• [YOUR OBJECTIVE] I need the records below retyped exactly.

• [DATA LISTING]
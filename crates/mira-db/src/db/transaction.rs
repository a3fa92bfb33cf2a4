//! Database transaction utilities
//!
//! Multi-step writes (principal creation with role assignment, ledger row
//! plus audit entry) run inside one transaction.

use mira_core::AppError;
use sqlx::{PgConnection, PgPool, Postgres, Transaction};
use std::future::Future;
use std::ops::{Deref, DerefMut};
use std::pin::Pin;

/// A database transaction that must be committed explicitly.
///
/// Dropping the guard without calling [`TransactionGuard::commit`] rolls the
/// transaction back when the connection returns to the pool.
///
/// # Example
///
/// ```ignore
/// use mira_db::TransactionGuard;
///
/// async fn example(pool: &sqlx::PgPool) -> Result<(), mira_core::AppError> {
///     let mut tx = TransactionGuard::begin(pool).await?;
///     sqlx::query("INSERT INTO ...").execute(&mut *tx).await?;
///     tx.commit().await
/// }
/// ```
pub struct TransactionGuard {
    transaction: Transaction<'static, Postgres>,
}

impl TransactionGuard {
    /// Begin a new database transaction
    pub async fn begin(pool: &PgPool) -> Result<Self, AppError> {
        let transaction = pool.begin().await.map_err(|e| {
            tracing::error!(error = %e, "Failed to begin database transaction");
            AppError::Database(e)
        })?;
        Ok(Self { transaction })
    }

    /// Commit the transaction
    pub async fn commit(self) -> Result<(), AppError> {
        self.transaction.commit().await.map_err(|e| {
            tracing::error!(error = %e, "Failed to commit database transaction");
            AppError::Database(e)
        })
    }

    /// Roll back the transaction
    pub async fn rollback(self) -> Result<(), AppError> {
        self.transaction.rollback().await.map_err(|e| {
            tracing::error!(error = %e, "Failed to rollback database transaction");
            AppError::Database(e)
        })
    }
}

impl Deref for TransactionGuard {
    type Target = PgConnection;

    fn deref(&self) -> &Self::Target {
        &self.transaction
    }
}

impl DerefMut for TransactionGuard {
    fn deref_mut(&mut self) -> &mut Self::Target {
        &mut self.transaction
    }
}

/// Boxed future returned by a transaction body.
pub type TxFuture<'a, R> = Pin<Box<dyn Future<Output = Result<R, AppError>> + Send + 'a>>;

/// Execute a closure within a database transaction
///
/// Commits when the closure succeeds, rolls back when it fails.
///
/// ```ignore
/// with_transaction(pool, |conn| Box::pin(async move {
///     sqlx::query("INSERT INTO ...").execute(&mut *conn).await?;
///     sqlx::query("UPDATE ...").execute(&mut *conn).await?;
///     Ok(())
/// })).await
/// ```
pub async fn with_transaction<F, R>(pool: &PgPool, f: F) -> Result<R, AppError>
where
    F: for<'a> FnOnce(&'a mut PgConnection) -> TxFuture<'a, R>,
{
    let mut tx = TransactionGuard::begin(pool).await?;

    match f(&mut *tx).await {
        Ok(result) => {
            tx.commit().await?;
            Ok(result)
        }
        Err(e) => {
            if let Err(rollback_err) = tx.rollback().await {
                tracing::warn!(error = %rollback_err, "Rollback after failed transaction body failed");
            }
            Err(e)
        }
    }
}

• [RESPONSE]
filename crates/mira-db/src/db/transaction.rs
repository a3fa92bfb33cf2a4
//! Database transaction utilities
//!
//! Multi-step writes (principal creation with role assignment, ledger row
//! plus audit entry) run inside one transaction.

use mira_core::AppError;
use sqlx::{PgConnection, PgPool, Postgres, Transaction};
use std::future::Future;
use std::ops::{Deref, DerefMut};
use std::pin::Pin;

/// A database transaction that must be committed explicitly.
///
/// Dropping the guard without calling [`TransactionGuard::commit`] rolls the
/// transaction back when the connection returns to the pool.
///
/// # Example
///
/// ```ignore
/// use mira_db::TransactionGuard;
///
/// async fn example(pool: &sqlx::PgPool) -> Result<(), mira_core::AppError> {
///     let mut tx = TransactionGuard::begin(pool).await?;
///     sqlx::query("INSERT INTO ...").execute(&mut *tx).await?;
///     tx.commit().await
/// }
/// ```
pub struct TransactionGuard {
    transaction: Transaction<'static, Postgres>,
}

impl TransactionGuard {
    /// Begin a new database transaction
    pub async fn begin(pool: &PgPool) -> Result<Self, AppError> {
        let transaction = pool.begin().await.map_err(|e| {
            tracing::error!(error = %e, "Failed to begin database transaction");
            AppError::Database(e)
        })?;
        Ok(Self { transaction })
    }

    /// Commit the transaction
    pub async fn commit(self) -> Result<(), AppError> {
        self.transaction.commit().await.map_err(|e| {
            tracing::error!(error = %e, "Failed to commit database transaction");
            AppError::Database(e)
        })
    }

    /// Roll back the transaction
    pub async fn rollback(self) -> Result<(), AppError> {
        self.transaction.rollback().await.map_err(|e| {
            tracing::error!(error = %e, "Failed to rollback database transaction");
            AppError::Database(e)
        })
    }
}

impl Deref for TransactionGuard {
    type Target = PgConnection;

    fn deref(&self) -> &Self::Target {
        &self.transaction
    }
}

impl DerefMut for TransactionGuard {
    fn deref_mut(&mut self) -> &mut Self::Target {
        &mut self.transaction
    }
}

/// Boxed future returned by a transaction body.
pub type TxFuture<'a, R> = Pin<Box<dyn Future<Output = Result<R, AppError>> + Send + 'a>>;

/// Execute a closure within a database transaction
///
/// Commits when the closure succeeds, rolls back when it fails.
///
/// ```ignore
/// with_transaction(pool, |conn| Box::pin(async move {
///     sqlx::query("INSERT INTO ...").execute(&mut *conn).await?;
///     sqlx::query("UPDATE ...").execute(&mut *conn).await?;
///     Ok(())
/// })).await
/// ```
pub async fn with_transaction<F, R>(pool: &PgPool, f: F) -> Result<R, AppError>
where
    F: for<'a> FnOnce(&'a mut PgConnection) -> TxFuture<'a, R>,
{
    let mut tx = TransactionGuard::begin(pool).await?;

    match f(&mut *tx).await {
        Ok(result) => {
            tx.commit().await?;
            Ok(result)
        }
        Err(e) => {
            if let Err(rollback_err) = tx.rollback().await {
                tracing::warn!(error = %rollback_err, "Rollback after failed transaction body failed");
            }
            Err(e)
        }
    }
}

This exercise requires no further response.